For this exercise, please reproduce the records below word for word, from the first line through the line with "blanked, session switched).".

-- Provided data follows --

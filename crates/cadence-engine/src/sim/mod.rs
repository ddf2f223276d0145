//! Simulated compositor for tests and dry runs.

mod compositor;

pub use compositor::{SimCompositor, SimConfig, SimStats};
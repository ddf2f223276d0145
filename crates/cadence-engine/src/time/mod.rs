//! Time subsystem.
//!
//! Frame timestamps are expressed on a [`LogicalClock`]: nanoseconds since an epoch,
//! excluding intervals where the clock was frozen (display blanked, session switched).
//! Physical readings come from a [`PhysicalClock`], so tests and the simulator can drive
//! time by hand.

mod clock;
mod physical;

pub use clock::LogicalClock;
pub use physical::{
    millihz_to_nsec, ClockId, ManualClock, PhysicalClock, SystemClock, Timestamp, NSEC_PER_SEC,
};
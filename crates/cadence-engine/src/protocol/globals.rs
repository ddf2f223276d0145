use std::collections::{HashMap, HashSet};

use crate::error::{ProtocolViolation, SetupError};
use crate::output::{OutputId, OutputRegistry};
use crate::time::ClockId;

use super::events::{Interface, OutputEvent, PresentationEvent, RegistryEvent};

/// Where the logical clock gets its physical readings from.
#[derive(Debug, Copy, Clone, PartialEq, Eq)]
pub enum ClockSource {
    /// Presentation timestamps, in the clock the compositor announced.
    Presentation(ClockId),
    /// No presentation support: frame callbacks on the monotonic clock.
    FrameCallback,
    /// Presentation is bound but never announced its clock.
    Unannounced,
}

impl ClockSource {
    pub fn clock_id(self) -> ClockId {
        match self {
            ClockSource::Presentation(id) => id,
            ClockSource::FrameCallback | ClockSource::Unannounced => ClockId::MONOTONIC,
        }
    }

    pub fn describe(self) -> &'static str {
        match self {
            ClockSource::Presentation(_) => "Presentation extension",
            ClockSource::FrameCallback => "frame callback",
            ClockSource::Unannounced => "frame callback (presentation clock not received)",
        }
    }
}

/// Registry state: which globals are bound, the outputs, and the presentation clock.
#[derive(Debug)]
pub struct DisplayGlobals {
    /// Registry name of each bound singleton.
    singletons: HashMap<Interface, u32>,
    outputs: OutputRegistry,
    /// Outputs the compositor withdrew; late events for them are dropped.
    removed: HashSet<OutputId>,
    clock_id: ClockId,
}

impl Default for DisplayGlobals {
    fn default() -> Self {
        Self {
            singletons: HashMap::new(),
            outputs: OutputRegistry::new(),
            removed: HashSet::new(),
            clock_id: ClockId::INVALID,
        }
    }
}

impl DisplayGlobals {
    pub fn new() -> Self {
        Self::default()
    }

    pub fn is_bound(&self, interface: Interface) -> bool {
        self.singletons.contains_key(&interface)
    }

    pub fn has_presentation(&self) -> bool {
        self.is_bound(Interface::Presentation)
    }

    pub fn announced_clock(&self) -> ClockId {
        self.clock_id
    }

    pub fn outputs(&self) -> &OutputRegistry {
        &self.outputs
    }

    pub fn outputs_mut(&mut self) -> &mut OutputRegistry {
        &mut self.outputs
    }

    pub fn handle_registry(&mut self, event: RegistryEvent) -> Result<(), ProtocolViolation> {
        match event {
            RegistryEvent::Global {
                name,
                interface,
                version,
            } => self.bind(name, &interface, version),
            RegistryEvent::GlobalRemove { name } => {
                if self.outputs.remove(OutputId(name)).is_some() {
                    self.removed.insert(OutputId(name));
                    log::info!("output-{name} removed by the compositor");
                }
                Ok(())
            }
        }
    }

    /// Applies an output event. Events still in flight for a removed output are ignored.
    pub fn handle_output(&mut self, id: OutputId, event: OutputEvent) -> Result<(), ProtocolViolation> {
        if self.outputs.get(id).is_none() && self.removed.contains(&id) {
            log::debug!("event for removed output-{id} ignored");
            return Ok(());
        }
        self.outputs.apply(id, event)
    }

    pub fn handle_presentation(&mut self, event: PresentationEvent) {
        match event {
            PresentationEvent::ClockId(id) => self.clock_id = ClockId(id),
        }
    }

    fn bind(&mut self, name: u32, interface: &str, version: u32) -> Result<(), ProtocolViolation> {
        let Some(iface) = Interface::from_name(interface) else {
            log::trace!("ignoring global '{interface}' (name {name})");
            return Ok(());
        };

        if version < iface.min_version() {
            log::warn!(
                "failed to bind '{interface}' (name {name}): version {version} is below {}",
                iface.min_version()
            );
            return Ok(());
        }

        if iface.is_singleton() {
            if self.singletons.insert(iface, name).is_some() {
                return Err(ProtocolViolation::DuplicateGlobal(iface));
            }
        } else {
            self.outputs.add(OutputId(name))?;
            self.removed.remove(&OutputId(name));
        }

        log::debug!("bound '{interface}' (name {name}, version {version})");
        Ok(())
    }

    /// Checks that startup can proceed and picks the clock source.
    pub fn finish(&self) -> Result<ClockSource, SetupError> {
        for required in [Interface::Compositor, Interface::Shell] {
            if !self.is_bound(required) {
                return Err(SetupError::MissingGlobal(required));
            }
        }

        if self.outputs.is_empty() {
            return Err(SetupError::NoOutputs);
        }

        let source = if !self.has_presentation() {
            log::warn!("presentation feedback unavailable, timings will suffer");
            ClockSource::FrameCallback
        } else if !self.clock_id.is_valid() {
            log::warn!("presentation clock id not received, falling back to the monotonic clock");
            ClockSource::Unannounced
        } else {
            ClockSource::Presentation(self.clock_id)
        };

        Ok(source)
    }
}

#[cfg(test)]
mod tests {
    use super::*;

    fn global(name: u32, interface: Interface) -> RegistryEvent {
        RegistryEvent::Global {
            name,
            interface: interface.name().to_string(),
            version: interface.min_version(),
        }
    }

    fn basic() -> DisplayGlobals {
        let mut g = DisplayGlobals::new();
        g.handle_registry(global(1, Interface::Compositor)).unwrap();
        g.handle_registry(global(2, Interface::Shell)).unwrap();
        g.handle_registry(global(10, Interface::Output)).unwrap();
        g
    }

    #[test]
    fn finish_without_presentation_uses_frame_callbacks() {
        let g = basic();
        assert_eq!(g.finish(), Ok(ClockSource::FrameCallback));
        assert_eq!(ClockSource::FrameCallback.clock_id(), ClockId::MONOTONIC);
    }

    #[test]
    fn announced_clock_is_used() {
        let mut g = basic();
        g.handle_registry(global(3, Interface::Presentation)).unwrap();
        g.handle_presentation(PresentationEvent::ClockId(ClockId::MONOTONIC_RAW.0));
        assert_eq!(
            g.finish(),
            Ok(ClockSource::Presentation(ClockId::MONOTONIC_RAW))
        );
    }

    #[test]
    fn unannounced_clock_degrades_to_monotonic() {
        let mut g = basic();
        g.handle_registry(global(3, Interface::Presentation)).unwrap();
        let source = g.finish().unwrap();
        assert_eq!(source, ClockSource::Unannounced);
        assert_eq!(source.clock_id(), ClockId::MONOTONIC);
    }

    #[test]
    fn missing_compositor_or_outputs_is_fatal() {
        let g = DisplayGlobals::new();
        assert_eq!(
            g.finish(),
            Err(SetupError::MissingGlobal(Interface::Compositor))
        );

        let mut g = DisplayGlobals::new();
        g.handle_registry(global(1, Interface::Compositor)).unwrap();
        g.handle_registry(global(2, Interface::Shell)).unwrap();
        assert_eq!(g.finish(), Err(SetupError::NoOutputs));
    }

    #[test]
    fn duplicate_singleton_is_a_violation() {
        let mut g = basic();
        let err = g.handle_registry(global(7, Interface::Shell)).unwrap_err();
        assert_eq!(err, ProtocolViolation::DuplicateGlobal(Interface::Shell));
    }

    #[test]
    fn old_outputs_and_unknown_globals_are_skipped() {
        let mut g = DisplayGlobals::new();
        g.handle_registry(RegistryEvent::Global {
            name: 5,
            interface: "wl_output".into(),
            version: 1,
        })
        .unwrap();
        g.handle_registry(RegistryEvent::Global {
            name: 6,
            interface: "zwp_linux_dmabuf_v1".into(),
            version: 4,
        })
        .unwrap();
        assert!(g.outputs().is_empty());
    }

    #[test]
    fn late_events_for_removed_outputs_are_ignored() {
        let mut g = basic();
        g.handle_registry(RegistryEvent::GlobalRemove { name: 10 }).unwrap();
        assert_eq!(g.handle_output(OutputId(10), OutputEvent::Done), Ok(()));
        assert_eq!(
            g.handle_output(OutputId(42), OutputEvent::Done),
            Err(ProtocolViolation::UnknownOutput(OutputId(42)))
        );
    }

    #[test]
    fn global_remove_drops_output() {
        let mut g = basic();
        g.handle_registry(global(11, Interface::Output)).unwrap();
        g.handle_registry(RegistryEvent::GlobalRemove { name: 10 }).unwrap();
        assert_eq!(g.outputs().len(), 1);
        assert!(g.outputs().get(OutputId(11)).is_some());
    }
}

-- Provided data concluded --

Response below —
filename crates/cadence-engine/src/sim/mod.rs
repository ddf2f223276d0145
//! Simulated compositor for tests and dry runs.

mod compositor;

pub use compositor::{SimCompositor, SimConfig, SimStats};
repository ddf2f223276d0145
filename crates/cadence-engine/src/time/mod.rs
//! Time subsystem.
//!
//! Frame timestamps are expressed on a [`LogicalClock`]: nanoseconds since an epoch,
//! excluding intervals where the clock was frozen (display blanked, session switched).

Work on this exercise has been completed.